Simon PJ writes:

> **  I therefore PROPOSE that when pattern matching on a constructor,
> **  any context on the data type declaration is ignored.
> Yell if you dislike this; otherwise I'll just add it to the 'bugs' page.

Bleah!  (Is that a loud enough yell?)

I'm happy with either of the following choices:

* Class constraints on constructors have effect everywhere (as in Hugs).
* Class constraints on constructors are eliminated (call it a typo if you must).

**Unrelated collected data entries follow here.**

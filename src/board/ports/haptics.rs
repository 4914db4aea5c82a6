//! Haptic feedback port.

use std::time::Duration;
use thiserror::Error;

/// Best-effort vibration capability.
pub trait Haptics: Send + Sync {
    /// Emits one pulse.
    ///
    /// # Errors
    ///
    /// Returns [`HapticsError`] when the device cannot vibrate. Callers
    /// ignore the error.
    fn pulse(&self, duration: Duration) -> Result<(), HapticsError>;
}

/// Reasons a haptic pulse was not delivered.
#[derive(Debug, Clone, Error, PartialEq, Eq)]
pub enum HapticsError {
    /// The device has no vibration capability.
    #[error("haptic feedback is not supported")]
    Unsupported,

    /// The platform refused the request.
    #[error("haptic feedback failed: {0}")]
    Failed(String),
}
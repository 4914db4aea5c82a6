//! Input surface port: registration of gesture-scoped listeners.

use crate::board::domain::{InputModality, PointerId};

/// Shared input surface on which move and end listeners are registered for
/// the remainder of a gesture.
///
/// The drag controller pairs every [`InputSurface::attach`] with exactly one
/// [`InputSurface::detach`] on every termination path.
pub trait InputSurface: Send + Sync {
    /// Starts routing move/end/cancel events of `pointer_id` to the engine.
    fn attach(&self, pointer_id: PointerId, modality: InputModality);

    /// Stops routing events of `pointer_id`.
    fn detach(&self, pointer_id: PointerId);
}
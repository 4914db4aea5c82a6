//! Gesture timing configuration.

use chrono::TimeDelta;
use serde::{Deserialize, Serialize};
use std::time::Duration;
use thiserror::Error;

/// Default touch long-press threshold.
pub const DEFAULT_LONG_PRESS_MS: u32 = 1000;
/// Default upper bound of a tap.
pub const DEFAULT_TAP_MAX_MS: u32 = 200;
/// Default haptic pulse length on touch activation.
pub const DEFAULT_HAPTIC_PULSE_MS: u32 = 50;

/// Timing policy for gesture recognition.
#[derive(Debug, Clone, Copy, PartialEq, Eq, Serialize, Deserialize)]
#[serde(default)]
pub struct DragConfig {
    /// Time a touch press must be held before a drag starts.
    pub long_press_ms: u32,
    /// Releases faster than this are classified as taps.
    pub tap_max_ms: u32,
    /// Length of the haptic pulse fired on touch activation.
    pub haptic_pulse_ms: u32,
}

impl Default for DragConfig {
    fn default() -> Self {
        Self {
            long_press_ms: DEFAULT_LONG_PRESS_MS,
            tap_max_ms: DEFAULT_TAP_MAX_MS,
            haptic_pulse_ms: DEFAULT_HAPTIC_PULSE_MS,
        }
    }
}

/// Errors returned while loading a [`DragConfig`].
#[derive(Debug, Error)]
pub enum DragConfigError {
    /// The document is not valid JSON for this configuration.
    #[error("invalid drag configuration: {0}")]
    Parse(#[from] serde_json::Error),

    /// The long-press threshold is zero.
    #[error("long_press_ms must be positive")]
    ZeroLongPress,

    /// The tap window does not end before the long-press threshold.
    #[error("tap_max_ms ({tap_max_ms}) must be below long_press_ms ({long_press_ms})")]
    TapWindowTooLong {
        /// Configured tap bound.
        tap_max_ms: u32,
        /// Configured long-press threshold.
        long_press_ms: u32,
    },
}

impl DragConfig {
    /// Parses and validates a JSON configuration document. Missing fields
    /// take their defaults.
    ///
    /// # Errors
    ///
    /// Returns [`DragConfigError::Parse`] for malformed JSON and the
    /// validation variants described on [`DragConfig::validate`].
    pub fn from_json(document: &str) -> Result<Self, DragConfigError> {
        let config: Self = serde_json::from_str(document)?;
        config.validate()?;
        Ok(config)
    }

    /// Checks the timing invariants.
    ///
    /// # Errors
    ///
    /// Returns [`DragConfigError::ZeroLongPress`] when `long_press_ms` is
    /// zero and [`DragConfigError::TapWindowTooLong`] when `tap_max_ms` is
    /// not strictly below `long_press_ms`.
    pub fn validate(&self) -> Result<(), DragConfigError> {
        if self.long_press_ms == 0 {
            return Err(DragConfigError::ZeroLongPress);
        }
        if self.tap_max_ms >= self.long_press_ms {
            return Err(DragConfigError::TapWindowTooLong {
                tap_max_ms: self.tap_max_ms,
                long_press_ms: self.long_press_ms,
            });
        }
        Ok(())
    }

    /// Returns the long-press threshold.
    #[must_use]
    pub fn long_press(&self) -> TimeDelta {
        TimeDelta::milliseconds(i64::from(self.long_press_ms))
    }

    /// Returns the tap bound.
    #[must_use]
    pub fn tap_max(&self) -> TimeDelta {
        TimeDelta::milliseconds(i64::from(self.tap_max_ms))
    }

    /// Returns the haptic pulse length.
    #[must_use]
    pub fn haptic_pulse(&self) -> Duration {
        Duration::from_millis(u64::from(self.haptic_pulse_ms))
    }
}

What you propose, I think, offers the worst of both worlds: all the
confusions of constraints on data declarations and none of the
advantages.

It may help if I explain my motivation in introducing class constraints
in data declarations.  Often, a type will make no sense without the
constraints; e.g., an association list type Alist a b makes no sense
unless Eq a holds.  The class constraints on data declarations were a
simple way for the user to ask the compiler to enforce this invariant.
They have compile-time effect only, no effect whatsoever on run-time
(in particular, no dictionaries should be passed).

You and some others have found this hard to accept, from which I conclude
that a compile-time language feature can be hard to understand if it is
not directly tied to run-time behaviour.  Live and learn.

> (Mark says it was very tricky to implement what Hugs does)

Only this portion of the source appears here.